Most of the time I like to study and understand rat behavior... but sometimes I just stop it! And biting is one of those times. Sure afterwards I'll sit down and hypothesize what went wrong or what the rat was thinking... but that's after I address the behavior... 

Some years ago my part wild girl was hanging out on my shoulder, when I picked up a white mouse... she spotted the tasty mouse in my hand and darted down my arm like Cloud after a snickers bar.... Tail flying in the breeze and all wild eyed and drooling... I turned my wrist to block her attack... and she bit me in the palm! I mean deep and she twisted to tear flesh... By reflex, I tossed her... and somewhere between hitting the far wall and sliding down to the floor, she understood that biting daddy is a really bad idea... she came right back to me and apologized. She was licking my ear as I was washing out the wound with iodine.... And she never bit me again....

Was she really that mad that I blocked her from killing that mouse?
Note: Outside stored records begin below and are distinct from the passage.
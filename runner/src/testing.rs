//! Fakes shared by the unit tests: nothing in here talks to a real queue.

use crate::{
    executors::{CommandExecutor, CommandOutput, ExecutorError, JobCommand},
    queue::{OracleError, QueueOracle},
    scheduler::Sleeper,
};
use std::{
    cell::RefCell,
    collections::VecDeque,
    ffi::OsString,
    io,
    rc::Rc,
    time::Duration,
};

#[derive(Debug, Clone, PartialEq)]
pub enum Event {
    Execute(JobCommand),
    Poll(usize),
    Sleep(Duration),
}

pub type EventLog = Rc<RefCell<Vec<Event>>>;

pub fn event_log() -> EventLog {
    Rc::new(RefCell::new(Vec::new()))
}

/// every command an executor was asked to run, in order
pub fn executed(log: &EventLog) -> Vec<JobCommand> {
    log.borrow()
        .iter()
        .filter_map(|event| match event {
            Event::Execute(command) => Some(command.clone()),
            _ => None,
        })
        .collect()
}

/// Executor that records every command instead of running it
#[derive(Debug, Default)]
pub struct RecordingExecutor {
    log: EventLog,
    stdout: Vec<u8>,
    status: i32,
    failing: Vec<OsString>,
    unlaunchable: bool,
}

impl RecordingExecutor {
    pub fn new() -> Self {
        Self::default()
    }

    pub fn with_log(mut self, log: EventLog) -> Self {
        self.log = log;
        self
    }

    pub fn with_stdout(mut self, stdout: &str) -> Self {
        self.stdout = stdout.as_bytes().to_vec();
        self
    }

    /// every command exits with `status`
    pub fn failing_with(mut self, status: i32) -> Self {
        self.status = status;
        self
    }

    /// commands carrying `arg` exit with status 1
    pub fn failing_for(mut self, arg: impl Into<OsString>) -> Self {
        self.failing.push(arg.into());
        self
    }

    pub fn unlaunchable(mut self) -> Self {
        self.unlaunchable = true;
        self
    }

    pub fn commands(&self) -> Vec<JobCommand> {
        executed(&self.log)
    }
}

impl CommandExecutor for RecordingExecutor {
    fn execute(&self, command: &JobCommand) -> Result<CommandOutput, ExecutorError> {
        if self.unlaunchable {
            return Err(ExecutorError::Launch {
                command: command.clone(),
                source: io::Error::new(io::ErrorKind::NotFound, "not found"),
            });
        }

        self.log.borrow_mut().push(Event::Execute(command.clone()));

        let status = if command.args.iter().any(|arg| self.failing.contains(arg)) {
            1
        } else {
            self.status
        };

        Ok(CommandOutput {
            stdout: self.stdout.clone(),
            stderr: if status == 0 {
                Vec::new()
            } else {
                b"submission rejected".to_vec()
            },
            status,
        })
    }
}

/// Oracle replaying a fixed sequence of live counts.
///
/// Once the script runs out it keeps answering zero, or fails if built with
/// `failing_after`.
#[derive(Debug)]
pub struct ScriptedOracle {
    log: EventLog,
    counts: RefCell<VecDeque<usize>>,
    fail_when_exhausted: bool,
}

impl ScriptedOracle {
    pub fn new(counts: &[usize], log: EventLog) -> Self {
        Self {
            log,
            counts: RefCell::new(counts.iter().copied().collect()),
            fail_when_exhausted: false,
        }
    }

    pub fn failing_after(counts: &[usize], log: EventLog) -> Self {
        Self {
            fail_when_exhausted: true,
            ..Self::new(counts, log)
        }
    }
}

impl QueueOracle for ScriptedOracle {
    fn count_live_jobs(&self) -> Result<usize, OracleError> {
        match self.counts.borrow_mut().pop_front() {
            Some(count) => {
                self.log.borrow_mut().push(Event::Poll(count));
                Ok(count)
            }
            None if self.fail_when_exhausted => Err(OracleError::Failed {
                command: JobCommand::new("qstat"),
                status: 1,
                stdout: String::new(),
                stderr: "cannot reach qmaster".to_owned(),
            }),
            None => {
                self.log.borrow_mut().push(Event::Poll(0));
                Ok(0)
            }
        }
    }
}

/// Sleeper that only writes down how long it was asked to wait
#[derive(Debug, Default)]
pub struct RecordingSleeper {
    log: EventLog,
}

impl RecordingSleeper {
    pub fn new(log: EventLog) -> Self {
        Self { log }
    }
}

impl Sleeper for RecordingSleeper {
    fn sleep(&self, duration: Duration) {
        self.log.borrow_mut().push(Event::Sleep(duration));
    }
}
Was she thinking she was striking the mouse a killing bite, but I turned my hand too late? Was it some kind of instinctive behavior to fight for her kill? Who knows... it makes an for interesting discussion now, but at the time the biting was the issue and I stopped it... Yes it was unintentional, I really would not have tossed her if I had thought about it. It was a reflex, something I do when something bites down on my hand... but she got the message and it worked a treat.

I'm not promoting or advocating rat abuse... just making the point that sometimes you just need to address the problem directly and then figure out the madness behind the methods later.
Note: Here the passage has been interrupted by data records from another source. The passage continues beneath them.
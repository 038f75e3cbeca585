use crate::executors::{CommandExecutor, ExecutorError, JobCommand};
use thiserror::Error;
use tracing::{debug, error};

#[derive(Error, Debug)]
pub enum OracleError {
    #[error("Couldn't run the queue status command: {0}")]
    Unavailable(#[from] ExecutorError),
    #[error("`{command}` failed with code {status}: stdout: {stdout}, stderr: {stderr}")]
    Failed {
        command: JobCommand,
        status: i32,
        stdout: String,
        stderr: String,
    },
}

/// Reports how many jobs of this run are currently queued or executing.
///
/// Failures are never mapped to zero, a false zero leads to over-submission.
pub trait QueueOracle {
    fn count_live_jobs(&self) -> Result<usize, OracleError>;
}

impl<T: QueueOracle + ?Sized> QueueOracle for &T {
    fn count_live_jobs(&self) -> Result<usize, OracleError> {
        (**self).count_live_jobs()
    }
}

/// Counts the lines of a status command's stdout that mention the job tag.
///
/// Substring matching keeps this independent of the exact column layout of
/// the queue system in use.
#[derive(Debug)]
pub struct StatusCommandOracle<'a, E: ?Sized> {
    executor: &'a E,
    command: &'a JobCommand,
    tag: &'a str,
}

impl<'a, E: CommandExecutor + ?Sized> StatusCommandOracle<'a, E> {
    pub fn new(executor: &'a E, command: &'a JobCommand, tag: &'a str) -> Self {
        Self {
            executor,
            command,
            tag,
        }
    }
}

impl<E: CommandExecutor + ?Sized> QueueOracle for StatusCommandOracle<'_, E> {
    fn count_live_jobs(&self) -> Result<usize, OracleError> {
        let output = self.executor.execute(self.command)?;

        if !output.success() {
            error!(command = %self.command, status = output.status, "Queue status command failed");

            return Err(OracleError::Failed {
                command: self.command.clone(),
                status: output.status,
                stdout: output.stdout_lossy(),
                stderr: output.stderr_lossy(),
            });
        }

        let live = count_tagged_lines(&output.stdout_lossy(), self.tag);
        debug!(tag = self.tag, live, "Polled queue");

        Ok(live)
    }
}

fn count_tagged_lines(listing: &str, tag: &str) -> usize {
    listing.lines().filter(|line| line.contains(tag)).count()
}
Make yourself perfectly clear that biting is NOT allowed... NEVER and NOT EVER... Once your rat understands the rules you can resume your friendship.

Best luck.


----------



## DustyRat (Jul 9, 2012)

Thanks for the reply. He has not munched on me since....then again, I have not let him on my shoulder either. I am hoping for the best.


----------



## DustyRat (Jul 9, 2012)

Have had Blaise on my shoulders twice since his second bite on me. He did not even give my ear any notice at all on either occassion. Then last night, I was just laying on my tummy to play with the boys when Blaise made an attack run on my ear again. It bled a great deal. I was furious. It was safe to say that if I had gotten my hands on Blaise at the moment he attacked me, he would indeed be dead now. I tried to get him but he flew away from me like an arrow. I was in persuit tossing furniture aside in my vengeful persuit. After a few minutes I finally cornered him and it was obvious he was terrified and he **** himself profusely. I grabbed him and scolded him, then put him back in the cage. I can't recall being as mad as that in a few years. This entire fiasco with him made for bad work day with my frame of mind out of wack. Just now I put the boys back in their cage for the night. The other 3 boys are proceeding as expected. A bit more friendly every day I play with them. But I am on edge when any of them want onto my shoulder now. Not sure if one of them will decide to munch on my now VERY sore ears. 
I should point out that Blaise behaves like any ordinary rat when he is not in attack range of my ears. He licks my fingers, plays around with my hands, everything about him seems normal with this one obvious problem.*sigh*


----------



## Guzzi (Oct 23, 2015)

We had this exact thing happen with one of our girls. 

Parker is such a sweet girl, happy to sit on your lap and be petted, and we've never had a problem with her until she did this to my other half. She bit one ear then a couple of minutes later she ran up onto his other shoulder and bit his other ear. He told her off and put her back in her cage and all seemed fine. Then, about a week later she did it again whilst out for free time. And just like yours these were not gentle little nibbles, they bled profusely!

We haven't figured it out either so if you have ANY clue what caused it (or a solution!) then please share. Until then I'm going with RDs advice and letting her know that it's not on. Grrrrr!


----------



## Rat Daddy (Sep 25, 2011)

Having flung a rat attached to the palm of my hand into the far wall (by reflex action)... I can relate. She never did it again, and as much as I'm against rat abuse I found it surprising how fast rats can learn.... Somewhere between hitting the wall and sliding down to the floor she realized the full folly of her offense... 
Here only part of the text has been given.